/---
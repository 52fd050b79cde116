//! Structural schemas and the diagnostics produced when checking against them.

use serde::{Deserialize, Serialize};
use std::fmt;

/// Expected shape of an exported function or object.
#[derive(Debug, Clone, Default, PartialEq, Serialize, Deserialize)]
#[serde(rename_all = "camelCase")]
pub struct Schema {
    /// Positional parameters, for callable exports.
    #[serde(default)]
    pub parameters: Vec<ParameterSchema>,
    #[serde(default)]
    pub returns: Option<ReturnSchema>,
    /// Members, for object, interface or type literal exports.
    #[serde(default)]
    pub fields: Vec<FieldSchema>,
}

#[derive(Debug, Clone, PartialEq, Serialize, Deserialize)]
#[serde(rename_all = "camelCase")]
pub struct ParameterSchema {
    pub name: String,
    #[serde(default)]
    pub type_name: Option<String>,
    #[serde(default = "required")]
    pub required: bool,
}

#[derive(Debug, Clone, PartialEq, Serialize, Deserialize)]
#[serde(rename_all = "camelCase")]
pub struct ReturnSchema {
    /// Accepted return types; each member of a union must be one of these.
    pub type_names: Vec<String>,
    /// Whether `async` functions and `Promise<T>` returns are accepted.
    #[serde(default)]
    pub allow_async: bool,
}

#[derive(Debug, Clone, PartialEq, Serialize, Deserialize)]
#[serde(rename_all = "camelCase")]
pub struct FieldSchema {
    pub name: String,
    #[serde(default)]
    pub type_name: Option<String>,
    #[serde(default = "required")]
    pub required: bool,
}

fn required() -> bool {
    true
}

impl ParameterSchema {
    pub fn new(name: &str, type_name: Option<&str>, required: bool) -> Self {
        Self {
            name: name.to_string(),
            type_name: type_name.map(str::to_string),
            required,
        }
    }
}

impl FieldSchema {
    pub fn new(name: &str, type_name: Option<&str>, required: bool) -> Self {
        Self {
            name: name.to_string(),
            type_name: type_name.map(str::to_string),
            required,
        }
    }
}

#[derive(Debug, Clone, Copy, PartialEq, Eq, PartialOrd, Ord, Hash, Serialize, Deserialize)]
#[serde(rename_all = "lowercase")]
pub enum Severity {
    Info,
    Warning,
    Error,
}

#[derive(Debug, Clone, PartialEq, Eq, Serialize, Deserialize)]
#[serde(rename_all = "camelCase")]
pub struct Location {
    pub file: String,
    pub line: u32,
    pub column: u32,
}

/// A non-fatal finding. Ordered collections of these are returned, never thrown.
#[derive(Debug, Clone, PartialEq, Eq, Serialize, Deserialize)]
#[serde(rename_all = "camelCase")]
pub struct Message {
    pub severity: Severity,
    pub description: String,
    #[serde(default)]
    pub location: Option<Location>,
}

impl Message {
    pub fn error(description: impl Into<String>, location: Option<Location>) -> Self {
        Self {
            severity: Severity::Error,
            description: description.into(),
            location,
        }
    }

    pub fn warning(description: impl Into<String>, location: Option<Location>) -> Self {
        Self {
            severity: Severity::Warning,
            description: description.into(),
            location,
        }
    }

    pub fn is_error(&self) -> bool {
        self.severity == Severity::Error
    }
}

impl fmt::Display for Message {
    fn fmt(&self, f: &mut fmt::Formatter<'_>) -> fmt::Result {
        match &self.location {
            Some(loc) => write!(f, "{}:{}:{}: {}", loc.file, loc.line, loc.column, self.description),
            None => f.write_str(&self.description),
        }
    }
}

/// True when any message carries error severity.
pub fn has_errors(messages: &[Message]) -> bool {
    messages.iter().any(Message::is_error)
}

/// 1-based line/column of a byte offset.
pub fn location_of(file: &str, source: &str, offset: u32) -> Location {
    let offset = (offset as usize).min(source.len());
    let before = &source[..offset];
    let line = before.matches('\n').count() as u32 + 1;
    let column = match before.rfind('\n') {
        Some(newline) => before[newline + 1..].chars().count(),
        None => before.chars().count(),
    } as u32
        + 1;
    Location {
        file: file.to_string(),
        line,
        column,
    }
}
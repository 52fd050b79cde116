//! Endpoint discovery.
//!
//! Every `index.ts` / `index.js` below `<input>/routes` is one endpoint module. Its
//! directory path relative to `routes` is the route: `[id]` is a dynamic parameter and
//! `[...rest]` a catch-all.

use serde::{Deserialize, Serialize};
use std::collections::BTreeMap;
use std::fmt;
use std::path::{Component, Path, PathBuf};
use tracing::warn;
use walkdir::WalkDir;

/// Directory under the input root holding endpoint modules.
pub const ROUTES_DIR: &str = "routes";

const ENTRY_FILES: &[&str] = &["index.ts", "index.js"];

// ═══════════════════════════════════════════════════════════════════════════════
// ROUTES
// ═══════════════════════════════════════════════════════════════════════════════

#[derive(Debug, Clone, PartialEq, Eq, PartialOrd, Ord, Hash, Serialize, Deserialize)]
#[serde(tag = "kind", content = "name", rename_all = "camelCase")]
pub enum Segment {
    Static(String),
    Param(String),
    CatchAll(String),
}

impl Segment {
    fn parse(raw: &str) -> Self {
        match raw.strip_prefix('[').and_then(|s| s.strip_suffix(']')) {
            Some(inner) => match inner.strip_prefix("...") {
                Some(rest) => Segment::CatchAll(rest.to_string()),
                None => Segment::Param(inner.to_string()),
            },
            None => Segment::Static(raw.to_string()),
        }
    }
}

impl fmt::Display for Segment {
    fn fmt(&self, f: &mut fmt::Formatter<'_>) -> fmt::Result {
        match self {
            Segment::Static(name) => f.write_str(name),
            Segment::Param(name) => write!(f, "[{name}]"),
            Segment::CatchAll(name) => write!(f, "[...{name}]"),
        }
    }
}

#[derive(Debug, Clone, Default, PartialEq, Eq, PartialOrd, Ord, Hash, Serialize, Deserialize)]
pub struct Route {
    pub segments: Vec<Segment>,
}

impl Route {
    /// Route for a module directory given relative to the routes root.
    pub fn from_relative(dir: &Path) -> Self {
        let segments = dir
            .components()
            .filter_map(|component| match component {
                Component::Normal(name) => Some(Segment::parse(&name.to_string_lossy())),
                _ => None,
            })
            .collect();
        Self { segments }
    }

    /// Directory-style name used in output layouts; the root route is `index`.
    pub fn name(&self) -> String {
        if self.segments.is_empty() {
            return "index".to_string();
        }
        self.segments
            .iter()
            .map(Segment::to_string)
            .collect::<Vec<_>>()
            .join("/")
    }

    /// Path pattern in Express syntax, e.g. `/users/:id`.
    pub fn express_path(&self) -> String {
        let path: String = self
            .segments
            .iter()
            .map(|segment| match segment {
                Segment::Static(name) => format!("/{name}"),
                Segment::Param(name) => format!("/:{name}"),
                Segment::CatchAll(_) => "/*".to_string(),
            })
            .collect();
        if path.is_empty() {
            "/".to_string()
        } else {
            path
        }
    }

    /// Path in file-system routing syntax, e.g. `/users/[id]`.
    pub fn vercel_path(&self) -> String {
        format!("/{}", self.segments.iter().map(Segment::to_string).collect::<Vec<_>>().join("/"))
    }

    /// Names of the dynamic segments, in order.
    pub fn params(&self) -> Vec<&str> {
        self.segments
            .iter()
            .filter_map(|segment| match segment {
                Segment::Static(_) => None,
                Segment::Param(name) | Segment::CatchAll(name) => Some(name.as_str()),
            })
            .collect()
    }
}

impl fmt::Display for Route {
    fn fmt(&self, f: &mut fmt::Formatter<'_>) -> fmt::Result {
        f.write_str(&self.vercel_path())
    }
}

// ═══════════════════════════════════════════════════════════════════════════════
// ENDPOINT DISCOVERY
// ═══════════════════════════════════════════════════════════════════════════════

#[derive(Debug, Clone, PartialEq, Eq, Serialize, Deserialize)]
pub struct Endpoint {
    pub module: PathBuf,
    pub route: Route,
}

/// Endpoints under `<input>/routes`, ordered by route. A directory holding both entry
/// files uses `index.ts`. A missing routes directory yields nothing.
pub fn discover_endpoints(input: &Path) -> Vec<Endpoint> {
    let root = input.join(ROUTES_DIR);
    if !root.is_dir() {
        return Vec::new();
    }

    let mut found: BTreeMap<Route, PathBuf> = BTreeMap::new();
    for entry in WalkDir::new(&root).follow_links(true) {
        let entry = match entry {
            Ok(entry) => entry,
            Err(err) => {
                warn!(error = %err, "skipping unreadable entry during discovery");
                continue;
            }
        };
        if !entry.file_type().is_file() {
            continue;
        }
        let file_name = entry.file_name().to_string_lossy();
        let Some(rank) = ENTRY_FILES.iter().position(|f| *f == file_name) else {
            continue;
        };

        let path = entry.path();
        let dir = path
            .parent()
            .and_then(|parent| parent.strip_prefix(&root).ok())
            .unwrap_or_else(|| Path::new(""));
        let route = Route::from_relative(dir);

        let preferred = match found.get(&route) {
            Some(existing) => {
                let existing_rank = existing
                    .file_name()
                    .and_then(|name| ENTRY_FILES.iter().position(|f| *f == name.to_string_lossy()))
                    .unwrap_or(usize::MAX);
                rank < existing_rank
            }
            None => true,
        };
        if preferred {
            found.insert(route, path.to_path_buf());
        }
    }

    found
        .into_iter()
        .map(|(route, module)| Endpoint { module, route })
        .collect()
}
\---
YOUR GOAL:
What lines in the material above contain the word "users"? Copy them out.

YOUR RESPONSE:
    /// Path pattern in Express syntax, e.g. `/users/:id`.
    /// Path in file-system routing syntax, e.g. `/users/[id]`.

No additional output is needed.